Introduction: Defining the Problem
In today’s digital world, misinformation and fake news spread faster than ever. To tackle this problem, I decided to build a machine learning model that can analyze the credibility of text-based content. I named this project “CheckMate” — it includes a deep learning model built from scratch to detect fake news and exposes the model via an API.
Project Goal and Scope
The core goal of CheckMate is to classify a given text input as “real” or “fake” with high accuracy. The main objectives were:
- Find a reliable dataset and prepare it for model training.
- Train a task-specific text classification model from scratch instead of using off-the-shelf models.
- Turn the trained model into a publicly accessible REST API service.
- Deploy the service in a scalable and portable setup using Docker and Hugging Face.
Technical Details: Model Development
Dataset and Preprocessing
For training, I used the Kaggle Fake and Real News Dataset. I applied standard preprocessing steps like tokenization, stop-words cleaning, and removing punctuation.

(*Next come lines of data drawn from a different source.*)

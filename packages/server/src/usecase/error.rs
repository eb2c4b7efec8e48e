//! Use case error types.

use thiserror::Error;

use crate::domain::{BusError, StoreError, ValidationError};

#[derive(Debug, Error)]
pub enum CreatePartyError {
    #[error(transparent)]
    Validation(#[from] ValidationError),
    #[error(transparent)]
    Store(#[from] StoreError),
}

#[derive(Debug, Error)]
pub enum GetPartyError {
    #[error(transparent)]
    Validation(#[from] ValidationError),
    #[error(transparent)]
    Store(#[from] StoreError),
}

/// Failures on the inbound relay path. Malformed frames are dropped by
/// the caller; none of these terminate the connection.
#[derive(Debug, Error)]
pub enum RelayError {
    #[error("malformed message payload: {0}")]
    MalformedPayload(String),
    #[error("invalid message type")]
    InvalidType,
    #[error(transparent)]
    Bus(#[from] BusError),
}

#[derive(Debug, Error)]
pub enum EndPartyError {
    #[error(transparent)]
    Bus(#[from] BusError),
    #[error(transparent)]
    Store(#[from] StoreError),
}
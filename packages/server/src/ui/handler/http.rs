//! HTTP API endpoint handlers.

use std::sync::Arc;

use axum::{
    Json,
    extract::{Path, State, rejection::JsonRejection},
    http::StatusCode,
};
use serde::{Deserialize, Serialize};

use crate::{
    domain::{PartyRecord, StoreError},
    ui::state::AppState,
    usecase::{CreatePartyError, GetPartyError},
};

#[derive(Debug, Deserialize)]
#[serde(rename_all = "camelCase")]
pub struct CreatePartyRequest {
    pub media_id: Option<String>,
    pub host_id: Option<String>,
}

#[derive(Debug, Serialize)]
#[serde(rename_all = "camelCase")]
pub struct CreatePartyResponse {
    pub id: String,
    /// Join link clients can share, built from the configured public URL.
    pub url: String,
    pub party_val: PartyRecord,
}

#[derive(Debug, Serialize)]
pub struct ErrorResponse {
    pub error: String,
}

fn error_response(
    status: StatusCode,
    message: impl Into<String>,
) -> (StatusCode, Json<ErrorResponse>) {
    (
        status,
        Json(ErrorResponse {
            error: message.into(),
        }),
    )
}

/// Create a new party record
pub async fn create_party(
    State(state): State<Arc<AppState>>,
    payload: Result<Json<CreatePartyRequest>, JsonRejection>,
) -> Result<(StatusCode, Json<CreatePartyResponse>), (StatusCode, Json<ErrorResponse>)> {
    let Json(request) = payload.map_err(|e| {
        tracing::warn!("rejected create party request: {}", e);
        error_response(StatusCode::BAD_REQUEST, "invalid request body")
    })?;

    let media_id = request.media_id.unwrap_or_default();
    let host_id = request.host_id.unwrap_or_default();

    match state.create_party_usecase.execute(media_id, host_id).await {
        Ok((party_id, record)) => {
            let response = CreatePartyResponse {
                id: party_id.to_string(),
                url: format!("{}/party/{}", state.public_url, party_id),
                party_val: record,
            };
            Ok((StatusCode::CREATED, Json(response)))
        }
        Err(CreatePartyError::Validation(e)) => {
            Err(error_response(StatusCode::BAD_REQUEST, e.to_string()))
        }
        Err(CreatePartyError::Store(e)) => {
            tracing::error!("failed to create party: {}", e);
            Err(error_response(
                StatusCode::INTERNAL_SERVER_ERROR,
                "party store unavailable",
            ))
        }
    }
}

/// Get a party record by ID
pub async fn get_party(
    State(state): State<Arc<AppState>>,
    Path(party_id): Path<String>,
) -> Result<Json<PartyRecord>, (StatusCode, Json<ErrorResponse>)> {
    match state.get_party_usecase.execute(party_id).await {
        Ok(record) => Ok(Json(record)),
        Err(GetPartyError::Validation(_)) | Err(GetPartyError::Store(StoreError::NotFound(_))) => {
            Err(error_response(StatusCode::NOT_FOUND, "party not found"))
        }
        Err(GetPartyError::Store(e)) => {
            tracing::error!("failed to get party: {}", e);
            Err(error_response(
                StatusCode::INTERNAL_SERVER_ERROR,
                "party store unavailable",
            ))
        }
    }
}

/// Health check endpoint
pub async fn health_check() -> Json<serde_json::Value> {
    Json(serde_json::json!({"status": "ok"}))
}
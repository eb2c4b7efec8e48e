//! UseCase: party lookup.

use std::sync::Arc;

use crate::domain::{PartyId, PartyRecord, PartyStore};

use super::error::GetPartyError;

pub struct GetPartyUseCase {
    store: Arc<dyn PartyStore>,
}

impl GetPartyUseCase {
    pub fn new(store: Arc<dyn PartyStore>) -> Self {
        Self { store }
    }

    /// Look up a party record. Expired and unknown parties are the same
    /// not-found, regardless of any sockets still attached.
    pub async fn execute(&self, party_id: String) -> Result<PartyRecord, GetPartyError> {
        let party_id = PartyId::try_from(party_id)?;
        Ok(self.store.get(&party_id).await?)
    }
}
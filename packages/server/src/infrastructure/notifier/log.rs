//! Log-only event notifier, used when no analytics sink is configured.

use async_trait::async_trait;

use crate::domain::{Event, EventChannel, EventNotifier, NotifyError};

pub struct LogEventNotifier;

#[async_trait]
impl EventNotifier for LogEventNotifier {
    async fn notify(&self, channel: EventChannel, event: Event) -> Result<(), NotifyError> {
        tracing::debug!("[{}] {:?}", channel, event);
        Ok(())
    }
}

#[cfg(test)]
mod tests {
    use super::*;
    use crate::domain::{PartyId, UserId};

    #[tokio::test]
    async fn test_log_notifier_always_succeeds() {
        // given:
        let notifier = LogEventNotifier;
        let event = Event::join_party(
            PartyId::try_from("p1".to_string()).unwrap(),
            UserId::try_from("u1".to_string()).unwrap(),
        );

        // then:
        assert!(notifier
            .notify(EventChannel::UserEvents, event)
            .await
            .is_ok());
    }
}
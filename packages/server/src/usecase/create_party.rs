//! UseCase: party creation.

use std::sync::Arc;

use crate::domain::{
    notify_detached, Event, EventNotifier, PartyId, PartyRecord, PartyStore, UserId,
    ValidationError,
};

use super::error::CreatePartyError;

pub struct CreatePartyUseCase {
    store: Arc<dyn PartyStore>,
    notifier: Arc<dyn EventNotifier>,
}

impl CreatePartyUseCase {
    pub fn new(store: Arc<dyn PartyStore>, notifier: Arc<dyn EventNotifier>) -> Self {
        Self { store, notifier }
    }

    /// Validate the request fields and create the party record.
    ///
    /// The returned record mirrors what the store persisted: paused at
    /// position zero, TTL already armed.
    pub async fn execute(
        &self,
        media_id: String,
        host_id: String,
    ) -> Result<(PartyId, PartyRecord), CreatePartyError> {
        if media_id.trim().is_empty() {
            return Err(ValidationError::EmptyField("mediaId").into());
        }
        if host_id.trim().is_empty() {
            return Err(ValidationError::EmptyField("hostId").into());
        }
        let host_id = UserId::try_from(host_id)?;

        let (party_id, record) = self.store.create(media_id, host_id.clone()).await?;
        tracing::info!("party '{}' created by host '{}'", party_id, host_id);

        notify_detached(
            self.notifier.clone(),
            Event::create_party(party_id.clone(), host_id),
        );
        Ok((party_id, record))
    }
}
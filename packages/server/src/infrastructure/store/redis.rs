//! Redis-backed party store.
//!
//! Records are stored as JSON under `party:{id}` with the 24h TTL set in
//! the same `SET ... EX` command, so a record can never exist without its
//! expiry.

use async_trait::async_trait;
use redis::AsyncCommands;
use redis::aio::ConnectionManager;

use crate::domain::{PartyId, PartyRecord, PartyStore, StoreError, UserId, PARTY_TTL};

use parlor_shared::time::now_millis;

pub struct RedisPartyStore {
    conn: ConnectionManager,
}

impl RedisPartyStore {
    /// Connect to the given Redis URL.
    pub async fn connect(url: &str) -> Result<Self, StoreError> {
        let client =
            redis::Client::open(url).map_err(|e| StoreError::Unavailable(e.to_string()))?;
        let conn = client
            .get_connection_manager()
            .await
            .map_err(|e| StoreError::Unavailable(e.to_string()))?;
        Ok(Self { conn })
    }

    fn key(party_id: &PartyId) -> String {
        format!("party:{party_id}")
    }
}

#[async_trait]
impl PartyStore for RedisPartyStore {
    async fn create(
        &self,
        media_id: String,
        host_id: UserId,
    ) -> Result<(PartyId, PartyRecord), StoreError> {
        let party_id = PartyId::generate();
        let record = PartyRecord::new(media_id, host_id, now_millis());
        let value =
            serde_json::to_string(&record).map_err(|e| StoreError::Unavailable(e.to_string()))?;

        let mut conn = self.conn.clone();
        let _: () = conn
            .set_ex(Self::key(&party_id), value, PARTY_TTL.as_secs())
            .await
            .map_err(|e| StoreError::Unavailable(e.to_string()))?;
        Ok((party_id, record))
    }

    async fn get(&self, party_id: &PartyId) -> Result<PartyRecord, StoreError> {
        let mut conn = self.conn.clone();
        let value: Option<String> = conn
            .get(Self::key(party_id))
            .await
            .map_err(|e| StoreError::Unavailable(e.to_string()))?;
        match value {
            Some(json) => {
                serde_json::from_str(&json).map_err(|e| StoreError::Unavailable(e.to_string()))
            }
            None => Err(StoreError::NotFound(party_id.clone())),
        }
    }

    async fn delete(&self, party_id: &PartyId) -> Result<(), StoreError> {
        let mut conn = self.conn.clone();
        let _: () = conn
            .del(Self::key(party_id))
            .await
            .map_err(|e| StoreError::Unavailable(e.to_string()))?;
        Ok(())
    }
}

#[cfg(test)]
mod tests {
    use super::*;

    #[test]
    fn test_records_are_keyed_by_party_id() {
        // given:
        let party_id = PartyId::try_from("p1".to_string()).unwrap();

        // then:
        assert_eq!(RedisPartyStore::key(&party_id), "party:p1");
    }
}
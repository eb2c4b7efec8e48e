//! Fanout bus port.
//!
//! The bus is what makes horizontal scaling possible: any instance can
//! publish a room message, every instance re-broadcasts it to its local
//! room members. No global order is guaranteed across publishers; each
//! subscriber observes its own delivery order.

use std::fmt;
use std::str::FromStr;

use async_trait::async_trait;
use thiserror::Error;
use tokio::sync::mpsc;

use parlor_shared::protocol::MessageKind;

use super::party::PartyId;

/// Subscription patterns covering both message kinds for all parties.
pub const FANOUT_PATTERNS: [&str; 2] = ["controls:*", "chat:*"];

#[derive(Debug, Error)]
pub enum BusError {
    #[error("fanout bus unavailable: {0}")]
    Unavailable(String),
}

/// A bus channel, scoped to one message kind and one party:
/// `controls:{partyId}` or `chat:{partyId}`.
#[derive(Debug, Clone, PartialEq, Eq)]
pub struct FanoutChannel {
    pub kind: MessageKind,
    pub party_id: PartyId,
}

impl FanoutChannel {
    pub fn new(kind: MessageKind, party_id: PartyId) -> Self {
        Self { kind, party_id }
    }

    /// Parse a channel name back into its kind and party id. Returns
    /// `None` for names outside the two known patterns.
    pub fn parse(name: &str) -> Option<Self> {
        let (kind, party_id) = name.split_once(':')?;
        let kind = MessageKind::from_str(kind).ok()?;
        let party_id = PartyId::try_from(party_id.to_string()).ok()?;
        Some(Self { kind, party_id })
    }
}

impl fmt::Display for FanoutChannel {
    fn fmt(&self, f: &mut fmt::Formatter<'_>) -> fmt::Result {
        write!(f, "{}:{}", self.kind, self.party_id)
    }
}

/// A message as observed by a subscriber.
#[derive(Debug, Clone, PartialEq)]
pub struct BusMessage {
    pub channel: FanoutChannel,
    pub payload: String,
}

/// Stream of bus messages for one subscriber.
pub struct BusSubscription {
    receiver: mpsc::UnboundedReceiver<BusMessage>,
}

impl BusSubscription {
    pub fn new(receiver: mpsc::UnboundedReceiver<BusMessage>) -> Self {
        Self { receiver }
    }

    /// Next message, or `None` once the publishing side is gone.
    pub async fn next(&mut self) -> Option<BusMessage> {
        self.receiver.recv().await
    }
}

/// Publish/subscribe contract between gateway instances.
#[cfg_attr(test, mockall::automock)]
#[async_trait]
pub trait FanoutBus: Send + Sync {
    /// Publish a payload on a channel, reaching every subscribed
    /// instance (this one included).
    async fn publish(&self, channel: &FanoutChannel, payload: &str) -> Result<(), BusError>;

    /// Subscribe to both message kinds for all parties.
    async fn subscribe(&self) -> Result<BusSubscription, BusError>;
}
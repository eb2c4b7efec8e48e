//! Shared application state handed to every handler.

use std::sync::Arc;

use crate::usecase::{
    CreatePartyUseCase, GetPartyUseCase, JoinPartyUseCase, LeavePartyUseCase, RelayMessageUseCase,
};

/// Shared application state
pub struct AppState {
    pub create_party_usecase: Arc<CreatePartyUseCase>,
    pub get_party_usecase: Arc<GetPartyUseCase>,
    pub join_party_usecase: Arc<JoinPartyUseCase>,
    pub relay_message_usecase: Arc<RelayMessageUseCase>,
    pub leave_party_usecase: Arc<LeavePartyUseCase>,
    /// Base URL advertised in party join links, e.g. `http://127.0.0.1:8080`.
    pub public_url: String,
}
//! Time helpers with a clock abstraction for testability.

use chrono::Utc;

/// Clock trait for dependency injection and testing.
pub trait Clock: Send + Sync {
    /// Current Unix timestamp in milliseconds (UTC).
    fn now_millis(&self) -> i64;
}

/// System clock implementation (uses actual system time).
#[derive(Debug, Clone, Copy)]
pub struct SystemClock;

impl Clock for SystemClock {
    fn now_millis(&self) -> i64 {
        now_millis()
    }
}

/// Fixed clock implementation for testing (returns a fixed time).
#[derive(Debug, Clone, Copy)]
pub struct FixedClock {
    fixed_time: i64,
}

impl FixedClock {
    pub fn new(fixed_time_millis: i64) -> Self {
        Self {
            fixed_time: fixed_time_millis,
        }
    }
}

impl Clock for FixedClock {
    fn now_millis(&self) -> i64 {
        self.fixed_time
    }
}

/// Current Unix timestamp in milliseconds (UTC).
pub fn now_millis() -> i64 {
    Utc::now().timestamp_millis()
}

#[cfg(test)]
mod tests {
    use super::*;

    #[test]
    fn test_system_clock_returns_non_zero_timestamp() {
        // given:
        let clock = SystemClock;

        // when:
        let timestamp = clock.now_millis();

        // then:
        assert!(timestamp > 0);
    }

    #[test]
    fn test_system_clock_returns_increasing_timestamps() {
        // given:
        let clock = SystemClock;

        // when:
        let timestamp1 = clock.now_millis();
        std::thread::sleep(std::time::Duration::from_millis(10));
        let timestamp2 = clock.now_millis();

        // then:
        assert!(timestamp2 >= timestamp1);
    }

    #[test]
    fn test_fixed_clock_returns_fixed_timestamp() {
        // given:
        let fixed_time = 1234567890123;
        let clock = FixedClock::new(fixed_time);

        // when/then:
        assert_eq!(clock.now_millis(), fixed_time);
        assert_eq!(clock.now_millis(), fixed_time);
    }
}
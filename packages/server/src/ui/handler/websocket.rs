//! WebSocket connection handlers.

use std::sync::Arc;

use axum::{
    extract::{
        Query, State,
        ws::{CloseFrame, Message, WebSocket, WebSocketUpgrade, close_code},
    },
    http::StatusCode,
    response::IntoResponse,
};
use futures_util::{sink::SinkExt, stream::StreamExt};
use serde::Deserialize;
use tokio::sync::mpsc;

use crate::{
    domain::{PartyId, UserId},
    registry::OutboundFrame,
    ui::state::AppState,
    usecase::RelayError,
};

/// Query parameters for WebSocket connection
#[derive(Debug, Deserialize)]
#[serde(rename_all = "camelCase")]
pub struct ConnectQuery {
    pub party_id: Option<String>,
    pub user_id: Option<String>,
}

pub async fn websocket_handler(
    ws: WebSocketUpgrade,
    State(state): State<Arc<AppState>>,
    Query(query): Query<ConnectQuery>,
) -> Result<impl IntoResponse, StatusCode> {
    // Both identifiers are mandatory; reject before the upgrade so the
    // client never sees a half-open socket.
    let party_id = match query.party_id.map(PartyId::try_from) {
        Some(Ok(id)) => id,
        _ => {
            tracing::warn!("websocket connect rejected: missing or empty partyId");
            return Err(StatusCode::BAD_REQUEST);
        }
    };
    let user_id = match query.user_id.map(UserId::try_from) {
        Some(Ok(id)) => id,
        _ => {
            tracing::warn!("websocket connect rejected: missing or empty userId");
            return Err(StatusCode::BAD_REQUEST);
        }
    };

    tracing::info!("user '{}' connecting to party '{}'", user_id, party_id);
    Ok(ws.on_upgrade(move |socket| handle_socket(socket, state, party_id, user_id)))
}

/// Spawns a task that drains the connection's outbound queue into the
/// WebSocket sink.
///
/// A [`OutboundFrame::Close`] frame sends a proper close to the peer and
/// ends the task, which tears down the whole connection via the select
/// below.
fn pusher_loop(
    mut rx: mpsc::UnboundedReceiver<OutboundFrame>,
    mut sender: futures_util::stream::SplitSink<WebSocket, Message>,
) -> tokio::task::JoinHandle<()> {
    tokio::spawn(async move {
        while let Some(frame) = rx.recv().await {
            match frame {
                OutboundFrame::Message(msg) => {
                    if sender.send(Message::Text(msg.into())).await.is_err() {
                        break;
                    }
                }
                OutboundFrame::Close => {
                    let _ = sender
                        .send(Message::Close(Some(CloseFrame {
                            code: close_code::NORMAL,
                            reason: "party ended".into(),
                        })))
                        .await;
                    break;
                }
            }
        }
    })
}

async fn handle_socket(socket: WebSocket, state: Arc<AppState>, party_id: PartyId, user_id: UserId) {
    let (sender, mut receiver) = socket.split();

    // Register with the local room; everything published for this party
    // now reaches this connection through tx.
    let (tx, rx) = mpsc::unbounded_channel();
    let connection_id = state
        .join_party_usecase
        .execute(party_id.clone(), user_id.clone(), tx)
        .await;

    let party_id_recv = party_id.clone();
    let user_id_recv = user_id.clone();
    let state_recv = state.clone();

    // Inbound: parse and publish every text frame. Bad frames are logged
    // and dropped without touching the connection.
    let mut recv_task = tokio::spawn(async move {
        while let Some(msg) = receiver.next().await {
            let msg = match msg {
                Ok(msg) => msg,
                Err(e) => {
                    tracing::error!("WebSocket error: {}", e);
                    break;
                }
            };

            match msg {
                Message::Text(text) => {
                    match state_recv
                        .relay_message_usecase
                        .execute(&party_id_recv, &user_id_recv, &text)
                        .await
                    {
                        Ok(()) => {}
                        Err(RelayError::MalformedPayload(e)) => {
                            tracing::warn!(
                                "dropping non-JSON frame from '{}': {}",
                                user_id_recv,
                                e
                            );
                        }
                        Err(RelayError::InvalidType) => {
                            tracing::warn!(
                                "dropping frame with unknown type from '{}'",
                                user_id_recv
                            );
                        }
                        Err(RelayError::Bus(e)) => {
                            tracing::error!("failed to publish message: {}", e);
                        }
                    }
                }
                Message::Ping(_) => {
                    tracing::debug!("Received ping");
                    // Ping/pong is handled automatically by the WebSocket protocol
                }
                Message::Close(_) => {
                    tracing::info!("user '{}' requested close", user_id_recv);
                    break;
                }
                _ => {}
            }
        }
    });

    // Outbound: push queued frames to this client.
    let mut send_task = pusher_loop(rx, sender);

    // If any one of the tasks completes, abort the other
    tokio::select! {
        _ = &mut recv_task => send_task.abort(),
        _ = &mut send_task => recv_task.abort(),
    };

    state
        .leave_party_usecase
        .execute(&party_id, &user_id, &connection_id)
        .await;
    tracing::info!("user '{}' disconnected from party '{}'", user_id, party_id);
}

Training the Model from Scratch
The project uses a scikit-learn Random Forest architecture. Training and data processing leveraged scikit-learn, pandas, and NumPy libraries. On the test set, it achieved high accuracy.
REST API Creation
The trained model was turned into a REST API using FastAPI. The API accepts text input and returns a prediction in JSON format.
Deployment (Release)
All dependencies were packaged into a Docker container. The Docker image was deployed to Hugging Face Spaces to make the project accessible live.
Challenges and Learnings
Through this project, I learned the nuances of training a deep learning model from scratch, the fundamentals of API development, and how to containerize a model with Docker and publish it on cloud platforms like Hugging Face.